In the current electronic edition of the Journal of Allergy and Clinical Immunology, the Mayo Clinic researchers and a colleague from the University of Utah conclude that certain species of airborne fungus produce spores and by-products, that when inhaled, prompt irregular and damaging immune responses. The responses, in turn, produce the congestion and inflammation. Chronic rhinosinusitis costs society about $5.6 billion a year. And that doesn't include an estimated $70 million in annual lost work days, as well as a diminished quality of life.
"The fungi we're talking about are very common," Dr. Kita. "They are airborne fungi found anywhere in the United States. Now that we know the role of the fungi, we can work toward reducing the potential role of the fungi through such treatments as nasal irrigations (flushing with water) that clear the fungi, or prescription of antifungal medicines taken by mouth."

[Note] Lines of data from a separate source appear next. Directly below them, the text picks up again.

use crate::post::race_result::ParticipantOutcome;
use helpers::general::{argsort, SortOrder};
use std::fmt::Write;
use std::io::Write as IoWrite;
use std::path::Path;

/// (s) Time deltas up to this value are shown as leader.
const LEADER_TOLERANCE: f64 = 1e-4;

#[derive(Debug, Clone, PartialEq)]
pub struct StandingEntry {
    pub position: usize,
    pub user_id: String,
    pub name: String,
    /// (s)
    pub total_time: f64,
    /// (s) Gap to the leader, 0.0 for the leader itself
    pub delta: f64,
    pub incident_count: u32,
}

impl StandingEntry {
    pub fn is_leader(&self) -> bool {
        self.delta <= LEADER_TOLERANCE
    }
}

#[derive(Debug, Clone, PartialEq)]
pub struct FailedEntry {
    pub user_id: String,
    pub name: String,
    pub error: String,
}

/// Standings is the ranked view on the outcomes of a lobby race. Finished participants are
/// sorted by total time, equal times keep the order of the outcome list.
#[derive(Debug, Clone, PartialEq, Default)]
pub struct Standings {
    pub finished: Vec<StandingEntry>,
    pub failed: Vec<FailedEntry>,
}

impl Standings {
    pub fn from_outcomes(outcomes: &[ParticipantOutcome]) -> Standings {
        let finished_outcomes: Vec<&ParticipantOutcome> =
            outcomes.iter().filter(|o| o.summary().is_some()).collect();
        let times: Vec<f64> = finished_outcomes
            .iter()
            .filter_map(|o| o.summary().map(|s| s.total_time))
            .collect();

        let idxs_sorted = argsort(&times, SortOrder::Ascending);
        let t_leader = idxs_sorted.first().map(|&i| times[i]).unwrap_or(0.0);

        let finished = idxs_sorted
            .iter()
            .enumerate()
            .filter_map(|(pos, &i)| {
                let outcome = finished_outcomes[i];
                outcome.summary().map(|summary| StandingEntry {
                    position: pos + 1,
                    user_id: outcome.user_id.to_owned(),
                    name: outcome.name.to_owned(),
                    total_time: summary.total_time,
                    delta: summary.total_time - t_leader,
                    incident_count: summary.incident_count,
                })
            })
            .collect();

        let failed = outcomes
            .iter()
            .filter_map(|o| {
                o.error().map(|error| FailedEntry {
                    user_id: o.user_id.to_owned(),
                    name: o.name.to_owned(),
                    error: error.to_owned(),
                })
            })
            .collect();

        Standings { finished, failed }
    }

    pub fn leader(&self) -> Option<&StandingEntry> {
        self.finished.first()
    }

    /// format_standings returns the standings as text, one participant per line.
    pub fn format_standings(&self, title: &str) -> Result<String, std::fmt::Error> {
        let mut content = String::new();
        writeln!(&mut content, "RESULT: {}", title)?;

        for entry in self.finished.iter() {
            let diff = if entry.is_leader() {
                "leader".to_owned()
            } else {
                format!("+{:.2}s", entry.delta)
            };
            writeln!(
                &mut content,
                "{:2}. {:<20} {:9.2}s ({}), {} incidents",
                entry.position, entry.name, entry.total_time, diff, entry.incident_count
            )?;
        }

        for entry in self.failed.iter() {
            writeln!(&mut content, "    {:<20} failed: {}", entry.name, entry.error)?;
        }

        Ok(content)
    }

    /// print_standings prints the standings to the console output.
    pub fn print_standings(&self, title: &str) {
        match self.format_standings(title) {
            Ok(content) => print!("{}", content),
            Err(e) => tracing::warn!("could not format standings: {}", e),
        }
    }

    /// write_standings_to_file writes the standings to a text file. Missing parent directories
    /// are created.
    pub fn write_standings_to_file(&self, title: &str, path: &Path) -> anyhow::Result<()> {
        let content = self.format_standings(title)?;
        if let Some(parent) = path.parent() {
            std::fs::create_dir_all(parent)?;
        }
        let mut file = std::fs::OpenOptions::new()
            .create(true)
            .truncate(true)
            .write(true)
            .open(path)?;
        file.write_all(content.as_bytes())?;
        file.flush()?;
        Ok(())
    }
}

#[cfg(test)]
mod tests {
    use super::*;
    use crate::core::driver::DriverProfile;
    use crate::post::race_result::{RaceReport, RaceSummary};
    use approx::assert_relative_eq;

    fn finished(user_id: &str, total_time: f64) -> ParticipantOutcome {
        ParticipantOutcome::finished(
            user_id,
            &user_id.to_uppercase(),
            RaceReport {
                summary: RaceSummary {
                    total_time,
                    total_distance_km: 1.0,
                    incident_count: 0,
                    clean_corner_count: 10,
                    penalty_log: vec![],
                },
                skill_gains: vec![],
                profile: DriverProfile::default_for(user_id, user_id),
            },
        )
    }

    #[test]
    fn leader_and_deltas() {
        let outcomes = vec![finished("a", 12.3), finished("b", 11.8), finished("c", 12.3)];
        let standings = Standings::from_outcomes(&outcomes);

        let leader = standings.leader().unwrap();
        assert_eq!(leader.user_id, "b");
        assert_relative_eq!(leader.delta, 0.0);
        assert!(leader.is_leader());

        let others: Vec<&StandingEntry> = standings.finished.iter().skip(1).collect();
        assert_eq!(others[0].user_id, "a");
        assert_eq!(others[1].user_id, "c");
        for entry in others {
            assert_relative_eq!(entry.delta, 0.5, epsilon = 1e-9);
            assert!(!entry.is_leader());
        }
    }

    #[test]
    fn failed_entries_are_kept_apart() {
        let outcomes = vec![
            finished("a", 20.0),
            ParticipantOutcome::failed("x", "X", "configuration error: vehicle x has invalid mass: 0"),
            finished("b", 19.0),
        ];
        let standings = Standings::from_outcomes(&outcomes);
        assert_eq!(standings.finished.len(), 2);
        assert_eq!(standings.failed.len(), 1);
        assert_eq!(standings.failed[0].user_id, "x");

        let text = standings.format_standings("Lobby abc").unwrap();
        assert!(text.contains("leader"));
        assert!(text.contains("+1.00s"));
        assert!(text.contains("failed: configuration error"));
    }

    #[test]
    fn no_finishers_means_no_leader() {
        let outcomes = vec![ParticipantOutcome::failed("x", "X", "boom")];
        let standings = Standings::from_outcomes(&outcomes);
        assert!(standings.leader().is_none());
    }
}
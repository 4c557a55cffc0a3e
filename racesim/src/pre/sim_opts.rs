use clap::Parser;
use std::path::PathBuf;

#[derive(Debug, Parser, Clone)]
#[clap(
    version = "0.1.0",
    author = "Alexander Heilmeier <alexander.heilmeier@tum.de>",
    name = "RS-TD",
    about = "A time-discrete race simulator with concurrent lobby races"
)]
pub struct SimOpts {
    // FLAGS ---------------------------------------------------------------------------------------
    /// Activate debug logging and print every race event
    #[clap(short, long)]
    pub debug: bool,

    // OPTIONS -------------------------------------------------------------------------------------
    /// Set number of simulation runs (only for solo races, each run uses the next seed)
    #[clap(short, long, default_value = "1")]
    pub no_sim_runs: u32,

    /// Set path to the simulation parameter file
    #[clap(short, long)]
    pub parfile_path: PathBuf,

    /// Set path to a simulation constants file (defaults are used if not set)
    #[clap(short, long)]
    pub constants_path: Option<PathBuf>,

    /// Set simulation timestep size in seconds, should be in the range [0.001, 0.1]
    #[clap(short, long, default_value = "0.1")]
    pub timestep_size: f64,

    /// Write the standings to this text file
    #[clap(short, long)]
    pub results_path: Option<PathBuf>,
}

/// (s) Range of timestep sizes accepted on the command line.
pub const TIMESTEP_SIZE_RANGE: [f64; 2] = [0.001, 0.1];

impl SimOpts {
    /// check_timestep_size rejects timestep sizes outside of TIMESTEP_SIZE_RANGE.
    pub fn check_timestep_size(&self) -> anyhow::Result<()> {
        let [dt_min, dt_max] = TIMESTEP_SIZE_RANGE;
        if !(dt_min..=dt_max).contains(&self.timestep_size) {
            anyhow::bail!(
                "Timestep size {}s is outside of the range [{}, {}]!",
                self.timestep_size,
                dt_min,
                dt_max
            );
        }
        Ok(())
    }
}
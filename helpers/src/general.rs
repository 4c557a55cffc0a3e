use std::cmp::Ordering;

#[derive(Debug, Clone, Copy)]
pub enum SortOrder {
    Ascending,
    Descending,
}

/// argsort returns the indices that would sort an array. The sort is stable, i.e. equal values
/// keep their original order. NaN values are placed according to IEEE 754 total ordering.
pub fn argsort(x: &[f64], order: SortOrder) -> Vec<usize> {
    let mut indices: Vec<usize> = (0..x.len()).collect();
    match order {
        SortOrder::Ascending => indices.sort_by(|&a, &b| x[a].total_cmp(&x[b])),
        SortOrder::Descending => indices.sort_by(|&a, &b| x[b].total_cmp(&x[a])),
    }
    indices
}

/// mean returns the arithmetic mean of the values in x, or 0.0 for an empty slice.
pub fn mean(x: &[f64]) -> f64 {
    if x.is_empty() {
        return 0.0;
    }
    x.iter().sum::<f64>() / x.len() as f64
}

/// min_max returns the minimum and maximum value in x, or None for an empty slice.
pub fn min_max(x: &[f64]) -> Option<(f64, f64)> {
    let first = *x.first()?;
    Some(x.iter().skip(1).fold((first, first), |(lo, hi), &val| {
        let lo = if val.total_cmp(&lo) == Ordering::Less { val } else { lo };
        let hi = if val.total_cmp(&hi) == Ordering::Greater { val } else { hi };
        (lo, hi)
    }))
}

Preliminary results show that the irrigation treatment relieves symptoms. Larger, multicenter studies are needed before this treatment can move into general use. But the results are encouraging because they support the idea that reducing fungal exposure in sensitive individuals could offer a new treatment option to sufferers worldwide.
Chronic rhinosinusitis is one of the most common chronic illnesses in the United States. Its symptoms include persistent stuffy nose, thick mucus production and loss of smell. Though chronic rhinosinusitis causes significant discomfort and health problems, it is not well understood. Viruses, bacteria and allergic reactions all have been researched and debated as potential mechanisms driving the responses. The immune system mounts different kinds of responses for different invaders -- a bacterium gets attacked by a different cell or system than an allergy-prompting particle, for example. That's why it's critical to identify the key mechanisms in the immune response to chronic rhinosinusitis, allowing researchers to design treatments to relieve the distressing symptoms.
The Mayo Clinic work is the first to provide data for the role of airborne fungi in chronic rhinosinusitis and to show that several immune system branches appear to collaborate in response to the fungi -- resulting in an abnormally enhanced response that causes troublesome inflammation and congestion. The research team's data show that specific cells in 90 percent of chronic rhinosinusitis patients produce an enhanced immune-system response to one fungus in particular, Alternaria. Another kind of common fungus, Cladosporium, also provoked an abnormally enhanced immune response.
Mayo Clinic scientists previously used antifungal therapies to treat patients with chronic sinusitis, which marked a new clinical approach. These new findings serve to further support this perspective and will prompt additional research.
Researchers tested blood from 18 patients with chronic rhinosinusitis and 15 healthy persons to evaluate how specific immune system cells responded to common airborne fungi. The immune systems of those with chronic rhinosinusitis reacted more robustly than those of healthy individuals. In fact, when exposed to Alternaria, one branch of the immune system's response was five times greater in the chronic rhinosinusitis patients than in the healthy volunteers.
The research team investigated the body's responses to this fungal exposure by measuring components within the two branches of the adaptive immune system. The adaptive immune system takes several days to mount a response to foreign invaders. The two branches of the adaptive immune system are: 1) a cell-directed branch that involves special cells known as T lymphocytes and 2) the humoral branch, which works primarily through cells known as B lymphocytes.
In addition to Dr. Kita, the Mayo Clinic research team includes Seung-Heon Shin, M.D.; Jens Ponikau, M.D.; David Sherris, M.D.; David Congdon, M.D.; Evangelo Frigas, M.D.; Henry Homburger, M.D.; and Mark Swanson. The University of Utah collaborator was Gerald Gleich, M.D. Their work was supported by a grant from The National Institute for Allergy and Infectious Diseases and by the Mayo Foundation.